Physicians also need to know your family history of cancer to monitor you appropriately. “Say you had breast cancer at 40, and your dad had colon cancer. That might be enough of a concern to start your colon cancer screening earlier than the standard guidelines,” says Dr. Wood.

“Try not to focus only on the cancer you’ve already had. You’re going to need to get tested for other cancers too.”

“First-cancer survivors may not realize they are at higher risk for some seemingly unrelated cancers. For example, in October, the Mayo Clinic reported that non-Hodgkin’s lymphoma survivors have around a 2.5 times greater risk of melanoma than other people. The earlier cancer in the bone marrow crowds out the forming immune system cells, creating the higher second-cancer risk, explains Jerry Brewer, MD, associate professor of dermatology at the Mayo Clinic in Rochester, Minnesota.

With age, the risk of developing many cancers rises, whether or not you’ve been diagnosed before. Unfortunately, many cancer survivors are not as vigilant as they should be about screenings. Surprisingly, their oncologists may not be urging the right tests either. “Health-care professionals can get so focused on the one cancer that they forget about all the others,” says Christine Hill-Kayser, MD, radiation oncologist at the University of Pennsylvania. The University of Florida reported in July that 20 to 30 percent of well-insured survivors don’t get even the standard tests recommended by the U.S. Preventive Services Task Force.

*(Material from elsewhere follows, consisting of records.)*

//! Settings shared by every subcommand.
//!
//! Each setting has a long flag and an environment variable named after the
//! container's runtime environment. [`Settings::supervisor_config`] turns the
//! parsed values into the immutable [`SupervisorConfig`].

use std::fmt;
use std::net::SocketAddr;
use std::path::PathBuf;

use clap::builder::FalseyValueParser;
use clap::{Args, ValueEnum};
use tailswan_core::config::{
    DEFAULT_CONTROL_PORT, DEFAULT_IPSEC_CONFIG, DEFAULT_MESH_HOSTNAME, DEFAULT_MESH_SOCKET,
    DEFAULT_MESH_STATE_DIR,
};
use tailswan_core::{IpsecConfig, MeshConfig, SupervisorConfig};

/// Default listen address of the local event feed.
pub const DEFAULT_EVENTS_ADDR: &str = "127.0.0.1:8081";

/// Log verbosity used when `RUST_LOG` is unset.
#[derive(Debug, Clone, Copy, PartialEq, Eq, Default, ValueEnum)]
pub enum LogLevel {
    Debug,
    #[default]
    Info,
    Warn,
    Error,
}

impl LogLevel {
    pub const fn as_str(self) -> &'static str {
        match self {
            Self::Debug => "debug",
            Self::Info => "info",
            Self::Warn => "warn",
            Self::Error => "error",
        }
    }
}

impl fmt::Display for LogLevel {
    fn fmt(&self, f: &mut fmt::Formatter<'_>) -> fmt::Result {
        f.write_str(self.as_str())
    }
}

#[derive(Debug, Clone, Args)]
pub struct Settings {
    /// Port of the control server
    #[arg(long, env = "CONTROL_PORT", default_value_t = DEFAULT_CONTROL_PORT, global = true)]
    pub control_port: u16,

    /// Log level used when RUST_LOG is not set
    #[arg(long, env = "LOG_LEVEL", value_enum, default_value_t = LogLevel::Info, global = true)]
    pub log_level: LogLevel,

    /// Mesh daemon state directory
    #[arg(long = "ts-state-dir", env = "TS_STATE_DIR", default_value = DEFAULT_MESH_STATE_DIR, global = true)]
    pub state_dir: PathBuf,

    /// Mesh daemon control socket
    #[arg(long = "ts-socket", env = "TS_SOCKET", default_value = DEFAULT_MESH_SOCKET, global = true)]
    pub socket: PathBuf,

    /// Hostname announced on the mesh
    #[arg(long = "ts-hostname", env = "TS_HOSTNAME", default_value = DEFAULT_MESH_HOSTNAME, global = true)]
    pub hostname: String,

    /// Auth key used to join the mesh
    #[arg(long = "ts-authkey", env = "TS_AUTHKEY", hide_env_values = true, global = true)]
    pub auth_key: Option<String>,

    /// Comma-separated subnet routes to advertise
    #[arg(long = "ts-routes", env = "TS_ROUTES", global = true)]
    pub routes: Option<String>,

    /// Enable SSH over the mesh
    #[arg(long = "ts-ssh", env = "TS_SSH", value_parser = FalseyValueParser::new(), global = true)]
    pub ssh: bool,

    /// Extra arguments for `tailscale up`, split on whitespace
    #[arg(long = "ts-extra-args", env = "TS_EXTRA_ARGS", allow_hyphen_values = true, global = true)]
    pub extra_args: Option<String>,

    /// Mesh networking runs inside the control server
    #[arg(long = "use-tsnet", env = "USE_TSNET", value_parser = FalseyValueParser::new(), global = true)]
    pub embedded: bool,

    /// swanctl configuration file
    #[arg(long = "swan-config", env = "SWAN_CONFIG", default_value = DEFAULT_IPSEC_CONFIG, global = true)]
    pub swan_config: PathBuf,

    /// Initiate the configured connections at startup
    #[arg(long = "swan-auto-start", env = "SWAN_AUTO_START", value_parser = FalseyValueParser::new(), global = true)]
    pub auto_start: bool,

    /// Comma-separated connections to initiate at startup
    #[arg(long = "swan-connections", env = "SWAN_CONNECTIONS", global = true)]
    pub connections: Option<String>,

    /// Listen address of the local event feed
    #[arg(long = "events-addr", env = "EVENTS_ADDR", default_value = DEFAULT_EVENTS_ADDR, global = true)]
    pub events_addr: SocketAddr,

    /// Skip sysctl and NAT setup before supervising
    #[arg(long, global = true)]
    pub skip_host_setup: bool,
}

impl Settings {
    pub fn mesh_config(&self) -> MeshConfig {
        MeshConfig {
            state_dir: self.state_dir.clone(),
            socket: self.socket.clone(),
            hostname: self.hostname.clone(),
            auth_key: self.auth_key.clone().filter(|key| !key.trim().is_empty()),
            routes: split_list(self.routes.as_deref()),
            ssh: self.ssh,
            extra_args: split_args(self.extra_args.as_deref()),
            embedded: self.embedded,
        }
    }

    pub fn ipsec_config(&self) -> IpsecConfig {
        IpsecConfig {
            config_path: self.swan_config.clone(),
            auto_start: self.auto_start,
            connections: split_list(self.connections.as_deref()),
        }
    }

    pub fn supervisor_config(&self) -> SupervisorConfig {
        SupervisorConfig::new(self.control_port, self.mesh_config(), self.ipsec_config())
    }
}

/// Split a comma-separated list, trimming entries and dropping empty ones.
pub fn split_list(value: Option<&str>) -> Vec<String> {
    value
        .unwrap_or_default()
        .split(',')
        .map(str::trim)
        .filter(|item| !item.is_empty())
        .map(String::from)
        .collect()
}

fn split_args(value: Option<&str>) -> Vec<String> {
    value
        .unwrap_or_default()
        .split_whitespace()
        .map(String::from)
        .collect()
}

#[cfg(test)]
mod tests {
    use super::*;

    #[test]
    fn test_split_list_trims_and_drops_empty() {
        assert_eq!(
            split_list(Some(" 10.0.0.0/24, ,192.168.1.0/24,")),
            ["10.0.0.0/24", "192.168.1.0/24"]
        );
        assert!(split_list(None).is_empty());
        assert!(split_list(Some("")).is_empty());
    }

    #[test]
    fn test_split_args_on_whitespace() {
        assert_eq!(
            split_args(Some("--accept-dns=false   --shields-up")),
            ["--accept-dns=false", "--shields-up"]
        );
        assert!(split_args(None).is_empty());
    }

    #[test]
    fn test_log_level_strings() {
        assert_eq!(LogLevel::default().as_str(), "info");
        assert_eq!(LogLevel::Warn.to_string(), "warn");
    }
}
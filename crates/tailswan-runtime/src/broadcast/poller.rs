//! Per-topic polling: fetch, fingerprint, fan out.

use std::sync::Arc;
use std::time::Duration;

use tailswan_core::{
    ConnectionSnapshot, ControlError, Message, NodeSnapshot, PeerSnapshot, SaSnapshot, Topic,
};
use tokio::time::{Instant, MissedTickBehavior, interval_at};
use tokio_util::sync::CancellationToken;
use tracing::{debug, warn};

use super::EventBroadcaster;
use crate::state_tracker::canonical_json;

impl EventBroadcaster {
    /// Poll one topic until `token` is cancelled.
    ///
    /// The first fetch happens one `period` after start. Ticks missed while a
    /// fetch is slow are skipped rather than bunched up.
    pub(crate) async fn poll_topic(
        self: Arc<Self>,
        topic: Topic,
        period: Duration,
        token: CancellationToken,
    ) {
        let mut ticker = interval_at(Instant::now() + period, period);
        ticker.set_missed_tick_behavior(MissedTickBehavior::Skip);

        debug!(period_ms = period.as_millis() as u64, "Poller started");
        loop {
            tokio::select! {
                biased;
                () = token.cancelled() => break,
                _ = ticker.tick() => {}
            }

            let fetched = tokio::select! {
                biased;
                () = token.cancelled() => break,
                result = self.fetch(topic) => result,
            };

            let payload = match fetched {
                Ok(payload) => payload,
                Err(e) => {
                    warn!("Failed to fetch {}: {}", topic, e);
                    continue;
                }
            };

            if token.is_cancelled() {
                break;
            }
            if self.tracker.has_changed_payload(topic, &payload) {
                let delivered = self.broadcast(Message::new(topic, payload)).await;
                debug!(delivered, "Broadcast {} change", topic);
            }
        }
        debug!("Poller stopped");
    }

    /// Fetch the current snapshot for `topic` as canonical JSON.
    pub(crate) async fn fetch(&self, topic: Topic) -> Result<Vec<u8>, ControlError> {
        let payload = match topic {
            Topic::SecurityAssociations => {
                let sas = self.ipsec()?.list_sas().await?;
                canonical_json(&SaSnapshot::new(sas))?
            }
            Topic::Connections => {
                let connections = self.ipsec()?.list_connections().await?;
                canonical_json(&ConnectionSnapshot::new(connections))?
            }
            Topic::Peers => {
                let status = self.mesh()?.status().await?;
                canonical_json(&PeerSnapshot::from(&status))?
            }
            Topic::NodeStatus => {
                let status = self.mesh()?.status().await?;
                canonical_json(&NodeSnapshot::from(&status))?
            }
        };
        Ok(payload)
    }
}

#[cfg(test)]
mod tests {
    use std::collections::HashMap;

    use async_trait::async_trait;
    use serde_json::{Value, json};
    use tailswan_core::{JsonMap, MeshControl, MeshStatus, MeshUpOptions, PeerStatus, ServeConfig};

    use super::*;
    use crate::broadcast::BroadcasterConfig;

    struct FixedMesh(MeshStatus);

    #[async_trait]
    impl MeshControl for FixedMesh {
        async fn status(&self) -> Result<MeshStatus, ControlError> {
            Ok(self.0.clone())
        }
        async fn up(&self, _options: &MeshUpOptions) -> Result<(), ControlError> {
            Ok(())
        }
        async fn set_serve_config(&self, _config: &ServeConfig) -> Result<(), ControlError> {
            Ok(())
        }
        async fn serve_config(&self) -> Result<Option<ServeConfig>, ControlError> {
            Ok(None)
        }
    }

    fn peer(id: &str, host: &str) -> PeerStatus {
        PeerStatus {
            id: id.to_string(),
            host_name: host.to_string(),
            online: true,
            ..PeerStatus::default()
        }
    }

    #[tokio::test]
    async fn test_fetch_without_ipsec_is_unavailable() {
        let broadcaster = EventBroadcaster::new(BroadcasterConfig::default());
        let err = broadcaster
            .fetch(Topic::SecurityAssociations)
            .await
            .unwrap_err();
        assert!(matches!(err, ControlError::Unavailable(_)));
        let err = broadcaster.fetch(Topic::Peers).await.unwrap_err();
        assert!(matches!(err, ControlError::Unavailable(_)));
    }

    #[tokio::test]
    async fn test_fetch_peers_is_sorted_and_canonical() {
        let mut peers = HashMap::new();
        peers.insert("nodekey:b".to_string(), peer("2", "beta"));
        peers.insert("nodekey:a".to_string(), peer("1", "alpha"));
        let status = MeshStatus {
            backend_state: "Running".to_string(),
            self_node: Some(peer("0", "tailswan")),
            peers: Some(peers),
        };
        let broadcaster = EventBroadcaster::new(BroadcasterConfig::default())
            .with_mesh(Arc::new(FixedMesh(status)));

        let payload = broadcaster.fetch(Topic::Peers).await.unwrap();
        let value: Value = serde_json::from_slice(&payload).unwrap();
        let hosts: Vec<&str> = value["peers"]
            .as_array()
            .unwrap()
            .iter()
            .map(|p| p["hostname"].as_str().unwrap())
            .collect();
        assert_eq!(hosts, ["alpha", "beta"]);
        assert_eq!(value["self"]["HostName"], "tailswan");

        let node = broadcaster.fetch(Topic::NodeStatus).await.unwrap();
        let node: Value = serde_json::from_slice(&node).unwrap();
        assert_eq!(node["success"], true);
        assert_eq!(node["status"]["BackendState"], "Running");
    }

    #[test]
    fn test_sa_snapshot_shape() {
        let mut sa = JsonMap::new();
        sa.insert("site-a".to_string(), json!({"state": "ESTABLISHED"}));
        let payload = canonical_json(&SaSnapshot::new(vec![sa])).unwrap();
        assert_eq!(
            std::str::from_utf8(&payload).unwrap(),
            r#"{"sas":[{"site-a":{"state":"ESTABLISHED"}}],"success":true}"#
        );
    }
}
//! Mesh-networking control plane port.

use async_trait::async_trait;
use serde::{Deserialize, Serialize};

use super::ControlError;
use crate::config::MeshConfig;
use crate::domain::{MeshStatus, ServeConfig};

/// Options for bringing the mesh node up.
#[derive(Debug, Clone, Default, PartialEq, Eq, Serialize, Deserialize)]
pub struct MeshUpOptions {
    pub hostname: String,
    pub auth_key: Option<String>,
    pub advertise_routes: Vec<String>,
    pub ssh: bool,
    pub extra_args: Vec<String>,
}

impl From<&MeshConfig> for MeshUpOptions {
    fn from(config: &MeshConfig) -> Self {
        Self {
            hostname: config.hostname.clone(),
            auth_key: config.auth_key.clone(),
            advertise_routes: config.routes.clone(),
            ssh: config.ssh,
            extra_args: config.extra_args.clone(),
        }
    }
}

/// Status and configuration client for the mesh daemon.
#[async_trait]
pub trait MeshControl: Send + Sync {
    /// Current status: self, peers and backend state.
    ///
    /// A successful call also serves as the daemon's readiness probe.
    async fn status(&self) -> Result<MeshStatus, ControlError>;

    /// Bring the node up with the given identity, key, routes and flags.
    async fn up(&self, options: &MeshUpOptions) -> Result<(), ControlError>;

    /// Replace the serve (reverse proxy) configuration.
    async fn set_serve_config(&self, config: &ServeConfig) -> Result<(), ControlError>;

    /// Read the current serve configuration, `None` if nothing is served.
    async fn serve_config(&self) -> Result<Option<ServeConfig>, ControlError>;
}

What you can do: Develop a survivorship plan with your physicians; the plan should outline your risks, recommend preventive measures, and include a schedule for medical screenings so that if you do develop another cancer, it can be treated early. For anyone who finished treatment without a written plan, a do-it-yourself version is available at livestrongcareplan.org, created by Dr. Hill-Kayser and colleagues for the University of Pennsylvania’s oncolink.org. The site will prompt you for information (type of cancer, treatment details) and then provide recommendations from professional organizations for second-cancer monitoring.

“Second cancers may be on the upswing, but the news isn’t all bad.”

More than 12 million Americans are cancer survivors—four times the number from the early 1970s. “It’s really important to understand the tremendous advances that have been made. Second cancers are a substantial clinical and public health problem now because people are living so much longer after first cancers. It’s an adverse consequence of a real success story,” says Lindsay Morton, PhD, investigator in the division of cancer epidemiology and statistics at the National Cancer Institute.